It's probably a bit late but for completeness I shall answer you questions in that post as linked and quoted below:
viewtopic.php?p=125489#p125489
[My bold and labels (A-C)]
Looking at your points in bold, then yes, there are many differences between redemption and return of capital. Here's my take:
1. First, a note on terminology. The word redeem/redemption in the CA2006 is used in a narrower sense than that used by many private investors who seem to interpret it in the broad sense of "purchase" or "buy back".
CA2006 does not use redeem/redemption in this way: the generic term used is "acquire" e.g. s.658 "A limited company must not acquire its own shares, [...]". Then the manner of acquiring (and subsequently cancelling) shares is described using a number of more specific words and phrases:
-reduce/reduction of capital s.641ff;
-redeem/redemption s.684ff;
-subscribe/subscription s.8;
-purchase of own shares s.690ff;
Naturally the Act uses these terms very carefully as do Articles on the whole. Private investors of course use the terms without care as laymen. PI's have stated that their understanding of "redemption" is: "the action of regaining or gaining possession of something in exchange for payment"; clearly this could apply to any purchase/repayment of shares by a company, whereas the Act and Articles use the word only to refer to the specific case of redemption in s.684ff.
Henceforth in this reply I aim to used the words in exactly the manner of CA2006; in some cases that may differ from your use in your question.
2. At (B) you refer to capital returns and share buy backs. Neither of these terms is used in the Act. So let's put them in terms of the Act. "Capital returns" would be acquisitions of shares which are effective in decreasing the capital of the company, returning that capital to shareholders. For public companies this may be achieved only by a Reduction of Capital according to the Act. "Share buybacks" on the other hand would fall into two separate categories: Redemption and Purchase of Own Shares, which are two distinct and specific exceptions in the Act to the general prohibition of acquisition by a company of its shares.
3.Quick summary of the three procedures:
Reduction of Capital: Available for all classes of shares. May be carried out "in any way" (s.641) -- for our purposes we are interested in Reduction involving acquiring and cancelling paid-up share capital. Must be authorised by a special resolution confirmed by the court. Company Articles may restrict or prohibit Reduction of Share Capital. May be financed in any way.
Redemption Only available for redeemable classes of fully-paid shares, subject to their redemption terms. Shares must be acquired for valuable consideration and must be cancelled. No authorising resolution is required but notice of the redemption must be given. Shares may only be redeemed out of distributable profits of the company [or a fresh issue].

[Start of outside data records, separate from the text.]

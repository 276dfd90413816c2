use std::sync::Arc;
use async_trait::async_trait;
use tokio_rustls::rustls::sign::CertifiedKey;

use super::CertError;

/// TLS 리스너가 사용하는 인증서 공급자 인터페이스입니다.
///
/// 구현체는 자체적으로 캐시와 동시 발급 중복 제거를 책임집니다.
#[async_trait]
pub trait CertificateSource: Send + Sync {
    /// 이 서버 이름에 대해 인증서를 발급할 수 있는지
    fn is_allowed(&self, server_name: &str) -> bool;

    /// 캐시된 인증서를 돌려주거나, 없으면 발급합니다.
    async fn certificate_for(&self, server_name: &str) -> Result<Arc<CertifiedKey>, CertError>;
}
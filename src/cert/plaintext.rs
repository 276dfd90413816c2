use std::convert::Infallible;
use std::sync::Arc;
use hyper::{header, Request, Response, StatusCode};
use hyper::body::Bytes;
use hyper::header::HeaderValue;
use http_body_util::{BodyExt, Full};
use hyper::server::conn::http1;
use hyper::service::service_fn;
use tracing::{debug, warn};

use crate::proxy::{text_response, ProxyBody};
use crate::registry::BackendRegistry;
use super::ChallengeStore;

pub const ACME_CHALLENGE_PREFIX: &str = "/.well-known/acme-challenge/";

/// 평문 리스너의 동작. 시작 시 한 번 선택됩니다.
#[derive(Debug, Clone)]
pub enum PlaintextHandler {
    /// HTTP-01 챌린지 응답, 그 외 경로는 404
    Challenge(Arc<ChallengeStore>),
    /// 모든 요청을 HTTPS로 301 리다이렉트
    Redirect,
}

impl PlaintextHandler {
    pub async fn handle_request<B>(&self, req: Request<B>) -> Result<Response<ProxyBody>, Infallible> {
        let response = match self {
            PlaintextHandler::Challenge(store) => Self::serve_challenge(store, &req).await,
            PlaintextHandler::Redirect => Self::redirect_to_https(&req),
        };
        Ok(response)
    }

    async fn serve_challenge<B>(store: &ChallengeStore, req: &Request<B>) -> Response<ProxyBody> {
        let token = match req.uri().path().strip_prefix(ACME_CHALLENGE_PREFIX) {
            Some(token) if !token.is_empty() => token,
            _ => return text_response(StatusCode::NOT_FOUND, "404 page not found"),
        };

        match store.get_challenge(token).await {
            Some(key_authorization) => {
                debug!(token = %token, "ACME 챌린지 응답");
                // key authorization은 개행 없이 그대로 응답
                let mut response = Response::new(
                    Full::new(Bytes::from(key_authorization))
                        .map_err(|never| match never {})
                        .boxed_unsync(),
                );
                response.headers_mut().insert(
                    header::CONTENT_TYPE,
                    HeaderValue::from_static("text/plain"),
                );
                response
            }
            None => {
                warn!(token = %token, "알 수 없는 ACME 챌린지 토큰");
                text_response(StatusCode::NOT_FOUND, "404 page not found")
            }
        }
    }

    fn redirect_to_https<B>(req: &Request<B>) -> Response<ProxyBody> {
        let host = match BackendRegistry::extract_host(req) {
            Ok(host) => host,
            Err(e) => return text_response(StatusCode::BAD_REQUEST, format!("Error: {}", e)),
        };

        let path_and_query = req
            .uri()
            .path_and_query()
            .map(|pq| pq.as_str())
            .unwrap_or("/");
        let location = format!("https://{}{}", host, path_and_query);

        let location = match HeaderValue::from_str(&location) {
            Ok(location) => location,
            Err(e) => return text_response(StatusCode::BAD_REQUEST, format!("Error: {}", e)),
        };

        let mut response = text_response(StatusCode::MOVED_PERMANENTLY, "Moved Permanently");
        response.headers_mut().insert(header::LOCATION, location);
        response
    }

    pub async fn handle_connection<I>(&self, io: I) -> Result<(), hyper::Error>
    where
        I: hyper::rt::Read + hyper::rt::Write + Send + Unpin + 'static,
    {
        http1::Builder::new()
            .serve_connection(io, service_fn(|req| self.handle_request(req)))
            .await
    }
}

Purchase of Own Shares: Available for all classes of fully-paid shares. Shares must be acquired for valuable consideration and must be cancelled. Purchase is subject to the strict provisions of Part 18 Chapter 4 of the Act and may be restricted or prohibited by company articles. Must be authorised by shareholder resolution. Shares may only be purchased out of distributable profits of the company [or a fresh issue].
4. At (A) you summarise the accounting treatment of redemption and return of capital. I shall do the same adopting your text with alterations but referring to redemption, and capital reduction. Purchase of own shares is similar in accounting to redemption and I assume can be left aside for now. I am not an accountant!

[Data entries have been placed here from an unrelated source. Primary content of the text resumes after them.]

use std::path::{Path, PathBuf};
use std::sync::Arc;
use std::time::Duration;
use time::OffsetDateTime;
use tokio::fs;
use tokio_rustls::rustls::{self, sign::CertifiedKey, Certificate, PrivateKey};
use tracing::{debug, info};

use super::CertError;

const ACCOUNT_FILE: &str = "acme_account.json";

/// 캐시에서 읽었거나 새로 발급된 인증서입니다.
#[derive(Clone)]
pub struct StoredCertificate {
    pub certified_key: Arc<CertifiedKey>,
    pub not_before: OffsetDateTime,
    pub not_after: OffsetDateTime,
}

impl std::fmt::Debug for StoredCertificate {
    fn fmt(&self, f: &mut std::fmt::Formatter<'_>) -> std::fmt::Result {
        f.debug_struct("StoredCertificate")
            .field("chain_len", &self.certified_key.cert.len())
            .field("not_before", &self.not_before)
            .field("not_after", &self.not_after)
            .finish()
    }
}

impl StoredCertificate {
    /// 개인키와 인증서 체인이 함께 들어있는 PEM을 해석합니다.
    pub fn from_pem(pem: &[u8]) -> Result<Self, CertError> {
        let items = rustls_pemfile::read_all(&mut &pem[..])
            .map_err(|e| CertError::InvalidCertificate(e.to_string()))?;

        let mut chain = Vec::new();
        let mut key = None;
        for item in items {
            match item {
                rustls_pemfile::Item::X509Certificate(der) => chain.push(Certificate(der)),
                rustls_pemfile::Item::PKCS8Key(der)
                | rustls_pemfile::Item::ECKey(der)
                | rustls_pemfile::Item::RSAKey(der) => {
                    if key.is_none() {
                        key = Some(PrivateKey(der));
                    }
                }
                _ => {}
            }
        }

        let key = key.ok_or_else(|| CertError::InvalidCertificate("개인키를 찾을 수 없음".to_string()))?;
        let leaf = chain.first()
            .ok_or_else(|| CertError::InvalidCertificate("인증서를 찾을 수 없음".to_string()))?;
        let (not_before, not_after) = leaf_validity(leaf)?;

        let signing_key = rustls::sign::any_supported_type(&key)
            .map_err(|e| CertError::InvalidCertificate(e.to_string()))?;

        Ok(Self {
            certified_key: Arc::new(CertifiedKey::new(chain, signing_key)),
            not_before,
            not_after,
        })
    }

    pub fn is_expired(&self) -> bool {
        self.not_after <= OffsetDateTime::now_utc()
    }

    /// 실제로 적용할 갱신 구간. 유효 기간의 1/3을 넘지 않습니다.
    ///
    /// 유효 기간이 `window`보다 짧은 인증서는 갱신 직후에도 다시 갱신 대상이
    /// 되므로 구간을 줄여 핸드셰이크마다 재발급하지 않게 합니다.
    pub fn renewal_window(&self, window: Duration) -> Duration {
        let lifetime = (self.not_after.unix_timestamp() - self.not_before.unix_timestamp()).max(0) as u64;
        window.min(Duration::from_secs(lifetime / 3))
    }

    /// 만료까지 남은 시간이 갱신 구간 이하인지
    pub fn needs_renewal(&self, window: Duration) -> bool {
        let remaining = self.not_after.unix_timestamp() - OffsetDateTime::now_utc().unix_timestamp();
        remaining <= self.renewal_window(window).as_secs() as i64
    }
}

fn leaf_validity(leaf: &Certificate) -> Result<(OffsetDateTime, OffsetDateTime), CertError> {
    let (_, parsed) = x509_parser::parse_x509_certificate(&leaf.0)
        .map_err(|e| CertError::InvalidCertificate(e.to_string()))?;
    let validity = parsed.validity();
    let to_time = |timestamp: i64| {
        OffsetDateTime::from_unix_timestamp(timestamp)
            .map_err(|e| CertError::InvalidCertificate(e.to_string()))
    };
    Ok((to_time(validity.not_before.timestamp())?, to_time(validity.not_after.timestamp())?))
}

/// 도메인별 인증서를 `<dir>/<domain>` 파일로 보관하는 디렉터리 캐시입니다.
#[derive(Debug, Clone)]
pub struct CertCache {
    dir: PathBuf,
}

impl CertCache {
    pub fn new(dir: impl Into<PathBuf>) -> Self {
        Self { dir: dir.into() }
    }

    pub fn dir(&self) -> &Path {
        &self.dir
    }

    /// 캐시에서 인증서를 읽습니다. 파일이 없으면 `Ok(None)`.
    pub async fn load(&self, domain: &str) -> Result<Option<StoredCertificate>, CertError> {
        let path = self.entry_path(domain)?;
        let pem = match fs::read(&path).await {
            Ok(pem) => pem,
            Err(e) if e.kind() == std::io::ErrorKind::NotFound => return Ok(None),
            Err(e) => return Err(cache_error(&path, e)),
        };

        let stored = StoredCertificate::from_pem(&pem)?;
        debug!(domain = %domain, not_after = %stored.not_after, "캐시에서 인증서 로드");
        Ok(Some(stored))
    }

    /// 개인키 PEM과 체인 PEM을 한 파일로 저장하고 해석된 인증서를 돌려줍니다.
    pub async fn store(&self, domain: &str, key_pem: &str, chain_pem: &str) -> Result<StoredCertificate, CertError> {
        let mut pem = String::with_capacity(key_pem.len() + chain_pem.len() + 1);
        pem.push_str(key_pem);
        if !pem.ends_with('\n') {
            pem.push('\n');
        }
        pem.push_str(chain_pem);

        // 저장 전에 검증해서 깨진 파일이 캐시에 남지 않게 함
        let stored = StoredCertificate::from_pem(pem.as_bytes())?;
        let path = self.entry_path(domain)?;
        self.write_atomic(&path, pem.as_bytes()).await?;

        info!(domain = %domain, not_after = %stored.not_after, path = %path.display(), "인증서 캐시 저장");
        Ok(stored)
    }

    pub async fn load_account(&self) -> Result<Option<String>, CertError> {
        let path = self.dir.join(ACCOUNT_FILE);
        match fs::read_to_string(&path).await {
            Ok(json) => Ok(Some(json)),
            Err(e) if e.kind() == std::io::ErrorKind::NotFound => Ok(None),
            Err(e) => Err(cache_error(&path, e)),
        }
    }

    pub async fn store_account(&self, json: &str) -> Result<(), CertError> {
        let path = self.dir.join(ACCOUNT_FILE);
        self.write_atomic(&path, json.as_bytes()).await
    }

    fn entry_path(&self, domain: &str) -> Result<PathBuf, CertError> {
        if domain.is_empty()
            || domain == ACCOUNT_FILE
            || domain.starts_with('.')
            || domain.contains(['/', '\\'])
        {
            return Err(CertError::InvalidCertificate(format!("캐시 키로 쓸 수 없는 도메인: {}", domain)));
        }
        Ok(self.dir.join(domain))
    }

    async fn write_atomic(&self, path: &Path, contents: &[u8]) -> Result<(), CertError> {
        fs::create_dir_all(&self.dir).await.map_err(|e| cache_error(&self.dir, e))?;

        let file_name = path.file_name()
            .map(|name| name.to_string_lossy().to_string())
            .unwrap_or_default();
        let tmp = self.dir.join(format!(".{}.tmp", file_name));

        fs::write(&tmp, contents).await.map_err(|e| cache_error(&tmp, e))?;
        #[cfg(unix)]
        {
            use std::os::unix::fs::PermissionsExt;
            fs::set_permissions(&tmp, std::fs::Permissions::from_mode(0o600))
                .await
                .map_err(|e| cache_error(&tmp, e))?;
        }
        fs::rename(&tmp, path).await.map_err(|e| cache_error(path, e))
    }
}

fn cache_error(path: &Path, error: std::io::Error) -> CertError {
    CertError::Cache {
        path: path.to_string_lossy().to_string(),
        error,
    }
}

Redemption: Where there is a par redemption clause in a redeemable pref and it is exercised by the issuer, the shareholder is paid par plus accrued, the shares are cancelled and the issuer’s shareholder capital account is reduced by the par amount paid to the shareholder, matched by an increase in the issuer's Capital Redemption Reserve (s733). The issuer's capital is therefore maintained. [The capital redemption reserve may only be used subsequently to make a bonus issue of shares. The following has worked examples showing maintenance of capital: http://www.accaglobal.com/content/dam/ACCA_Global/Technical/fact/technical-factsheet-177.pdf ]
Capital Reduction (acquire/cancel paid-up shares): the shareholder is paid par plus accrued [or other amount specified in the Terms], the shares are cancelled, and the issuer’s shareholder capital account is reduced by the amount paid to the shareholder. No allocation to capital reserves is required -- the issuer's capital decreases. [The above article has a worked example of reduction of capital; however it is for a private company and doesn't involve acquisition of shares.]

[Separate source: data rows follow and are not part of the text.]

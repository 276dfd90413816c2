use std::collections::HashMap;
use tokio::sync::RwLock;
use tracing::debug;

/// HTTP-01 검증 대기 중인 토큰 → key authorization 저장소입니다.
///
/// ACME 발급기가 쓰고 평문 리스너가 읽습니다.
#[derive(Debug, Default)]
pub struct ChallengeStore {
    challenges: RwLock<HashMap<String, String>>,
}

impl ChallengeStore {
    pub fn new() -> Self {
        Self::default()
    }

    pub async fn add_challenge(&self, token: &str, key_authorization: &str) {
        let mut challenges = self.challenges.write().await;
        challenges.insert(token.to_string(), key_authorization.to_string());
        debug!(token = %token, "ACME 챌린지 등록");
    }

    pub async fn get_challenge(&self, token: &str) -> Option<String> {
        let challenges = self.challenges.read().await;
        challenges.get(token).cloned()
    }

    pub async fn remove_challenge(&self, token: &str) {
        let mut challenges = self.challenges.write().await;
        if challenges.remove(token).is_some() {
            debug!(token = %token, "ACME 챌린지 제거");
        }
    }

    pub async fn len(&self) -> usize {
        self.challenges.read().await.len()
    }
}
// src/resolve.rs
//! Runs the selected methods over the claims and merges their answers.
//!
//! Fill methods (`i`, `t`, `u`) are tried in the order given until one
//! answers. The correction method always runs last, whatever its position
//! in the sequence, because it may need the coordinate the others found.

use std::{collections::BTreeMap, fmt, str::FromStr, sync::Arc};

use tracing::{debug, info, warn};

use crate::claim::{ClaimRecord, CoordSource};
use crate::config::options::{ResolveOptions, StoreOptions};
use crate::core::net::Session;
use crate::error::ConfigError;
use crate::methods::{
    CorrectionMethod, ImageMethod, ImageSource, LocalFiles, Method, MethodSequence, MethodTag, TesseractCli, TitleMethod,
    UrlMethod,
};
use crate::progress::Progress;
use crate::tables::{Corrections, NameHints, UrlHints};

/// What the correction method may do to a claim that already has a cell.
#[derive(Clone, Copy, Debug, PartialEq, Eq, Default)]
pub enum CorrectionPolicy {
    /// Table wins over everything, scraped cells included.
    #[default]
    Override,
    /// Only claims nothing else located.
    FillOnly,
}

impl FromStr for CorrectionPolicy {
    type Err = ConfigError;

    fn from_str(s: &str) -> Result<Self, Self::Err> {
        match s.trim().to_ascii_lowercase().as_str() {
            "override" => Ok(CorrectionPolicy::Override),
            "fill-only" | "fill_only" | "fill" => Ok(CorrectionPolicy::FillOnly),
            other => Err(ConfigError::Invalid {
                field: "correction-policy",
                message: format!("{other:?} (expected override or fill-only)"),
            }),
        }
    }
}

impl fmt::Display for CorrectionPolicy {
    fn fmt(&self, f: &mut fmt::Formatter<'_>) -> fmt::Result {
        f.write_str(match self {
            CorrectionPolicy::Override => "override",
            CorrectionPolicy::FillOnly => "fill-only",
        })
    }
}

/// Outcome of one resolution pass.
#[derive(Clone, Debug, Default, PartialEq, Eq)]
pub struct ResolutionReport {
    pub total: usize,
    /// Final source of every claim, unresolved included.
    pub by_source: BTreeMap<CoordSource, usize>,
    /// Claims the correction table changed.
    pub corrected: usize,
    /// Method failures downgraded to "no result".
    pub failures: usize,
    pub unresolved: Vec<String>,
}

impl ResolutionReport {
    pub fn count(&self, source: CoordSource) -> usize {
        self.by_source.get(&source).copied().unwrap_or(0)
    }

    pub fn located(&self) -> usize {
        self.total - self.unresolved.len()
    }
}

impl fmt::Display for ResolutionReport {
    fn fmt(&self, f: &mut fmt::Formatter<'_>) -> fmt::Result {
        write!(f, "{} claims, {} located", self.total, self.located())?;
        for (src, n) in &self.by_source {
            write!(f, ", {src}: {n}")?;
        }
        if self.corrected > 0 {
            write!(f, " ({} corrected)", self.corrected)?;
        }
        Ok(())
    }
}

/// Ordered method chain.
pub struct Resolver {
    fill: Vec<Box<dyn Method>>,
    correction: Option<Box<dyn Method>>,
    policy: CorrectionPolicy,
    ocr: Option<Arc<ImageMethod>>,
}

impl Resolver {
    /// Build from ready-made methods, in precedence order. Any correction
    /// method is pulled out and run last.
    pub fn new(methods: Vec<Box<dyn Method>>, policy: CorrectionPolicy) -> Self {
        let mut fill = Vec::with_capacity(methods.len());
        let mut correction = None;
        for m in methods {
            if m.tag() == MethodTag::Correction {
                correction.get_or_insert(m);
            } else {
                fill.push(m);
            }
        }
        Self { fill, correction, policy, ocr: None }
    }

    /// Load the tables the enabled methods need and wire up the chain.
    /// Tables for disabled methods are never read.
    /// Without a `session`, thumbnails are read from disk only.
    pub fn from_options(
        opts: &ResolveOptions,
        store: &StoreOptions,
        session: Option<&Session>,
    ) -> Result<Self, ConfigError> {
        let mut methods: Vec<Box<dyn Method>> = Vec::new();
        let mut ocr = None;

        for tag in opts.methods.iter() {
            match tag {
                MethodTag::Image => {
                    let source: Box<dyn ImageSource> = match session {
                        Some(s) => Box::new(s.clone()),
                        None => Box::new(LocalFiles),
                    };
                    let m = Arc::new(
                        ImageMethod::new(source, Box::new(TesseractCli::new(&opts.tesseract)))
                            .with_memo_file(&store.ocr_cache()),
                    );
                    ocr = Some(m.clone());
                    methods.push(Box::new(m));
                }
                MethodTag::Title => {
                    let names = NameHints::load(&opts.name_hints_path())?;
                    if names.is_empty() {
                        warn!(path = %opts.name_hints_path().display(), "Name hint table is empty; 't' will not answer");
                    }
                    methods.push(Box::new(TitleMethod::new(Arc::new(names))));
                }
                MethodTag::Url => {
                    let hints = UrlHints::load(&opts.url_hints_path())?;
                    if hints.is_empty() {
                        warn!(path = %opts.url_hints_path().display(), "URL hint table is empty; 'u' will not answer");
                    }
                    methods.push(Box::new(UrlMethod::new(Arc::new(hints))));
                }
                MethodTag::Correction => {
                    let table = Corrections::load(&opts.corrections_path())?;
                    if table.is_empty() {
                        warn!(path = %opts.corrections_path().display(), "Correction table is empty; 'e' will not answer");
                    }
                    methods.push(Box::new(CorrectionMethod::new(Arc::new(table))));
                }
            }
        }

        let mut r = Self::new(methods, opts.policy);
        r.ocr = ocr;
        Ok(r)
    }

    /// Handle on the image method, when enabled.
    pub fn ocr(&self) -> Option<&ImageMethod> {
        self.ocr.as_deref()
    }

    /// Sequence actually applied, correction last.
    pub fn sequence(&self) -> MethodSequence {
        MethodSequence::new(self.fill.iter().chain(self.correction.iter()).map(|m| m.tag()))
    }

    /// Resolve one claim in place. Returns `(corrected, failures)`.
    pub fn resolve_claim(&self, claim: &mut ClaimRecord) -> (bool, usize) {
        let mut failures = 0;

        if claim.coord.is_none() {
            for m in &self.fill {
                match m.locate(claim) {
                    Ok(Some(cell)) => {
                        claim.locate(cell, m.tag().source());
                        break;
                    }
                    Ok(None) => {}
                    Err(e) => {
                        debug!(claim = %claim.id, method = m.tag().name(), error = %e, "Method failed");
                        failures += 1;
                    }
                }
            }
        }

        let mut corrected = false;
        if let Some(m) = &self.correction {
            let allowed = match self.policy {
                CorrectionPolicy::Override => true,
                CorrectionPolicy::FillOnly => claim.coord.is_none(),
            };
            if allowed {
                match m.locate(claim) {
                    Ok(Some(cell)) => {
                        debug!(claim = %claim.id, from = ?claim.coord, to = %cell, "Corrected");
                        claim.locate(cell, CoordSource::Correction);
                        corrected = true;
                    }
                    Ok(None) => {}
                    Err(e) => {
                        debug!(claim = %claim.id, method = m.tag().name(), error = %e, "Method failed");
                        failures += 1;
                    }
                }
            }
        }

        if claim.coord.is_none() {
            claim.mark_unresolved();
        }
        (corrected, failures)
    }

    pub fn resolve_all(&self, claims: &mut [ClaimRecord], mut progress: Option<&mut (dyn Progress + '_)>) -> ResolutionReport {
        let mut report = ResolutionReport { total: claims.len(), ..Default::default() };
        if let Some(p) = progress.as_deref_mut() {
            p.begin("Resolving", claims.len());
        }

        for (i, claim) in claims.iter_mut().enumerate() {
            let (corrected, failures) = self.resolve_claim(claim);
            report.corrected += usize::from(corrected);
            report.failures += failures;
            *report.by_source.entry(claim.coord_source).or_default() += 1;
            if claim.coord.is_none() {
                report.unresolved.push(claim.id.clone());
            }
            if let Some(p) = progress.as_deref_mut() {
                p.item_done(i + 1);
            }
        }

        info!(
            methods = %self.sequence(),
            policy = %self.policy,
            located = report.located(),
            unresolved = report.unresolved.len(),
            corrected = report.corrected,
            failures = report.failures,
            "Resolution finished"
        );
        if let Some(p) = progress.as_deref_mut() {
            p.log(&report.to_string());
        }
        report
    }
}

Purchase of Own Shares: Similar to redemption.
So the economic effect on the issuer in each case is quite different. In addition, irredeemable shares like the Aviva preference shares cannot be redeemed but they ARE liable to either reduction of capital or purchase, subject to the requirements of the Act and their Articles.
5. Regarding your question at (C) about use of CA2006 vs CA1985, firstly, IMO the two acts are not significantly different in the relevant provisions. I'm pretty sure all the above was the same under CA1985. I'd guess any changes in 2006 would affect the actions available to the parties, subject to the contract that was agreed between them, which would still be interpreted in terms of the 1985 Act. I confess I don't know what happens if something in the contract that was lawful in 1985 becomes unlawful by the passing of the 2005 Act.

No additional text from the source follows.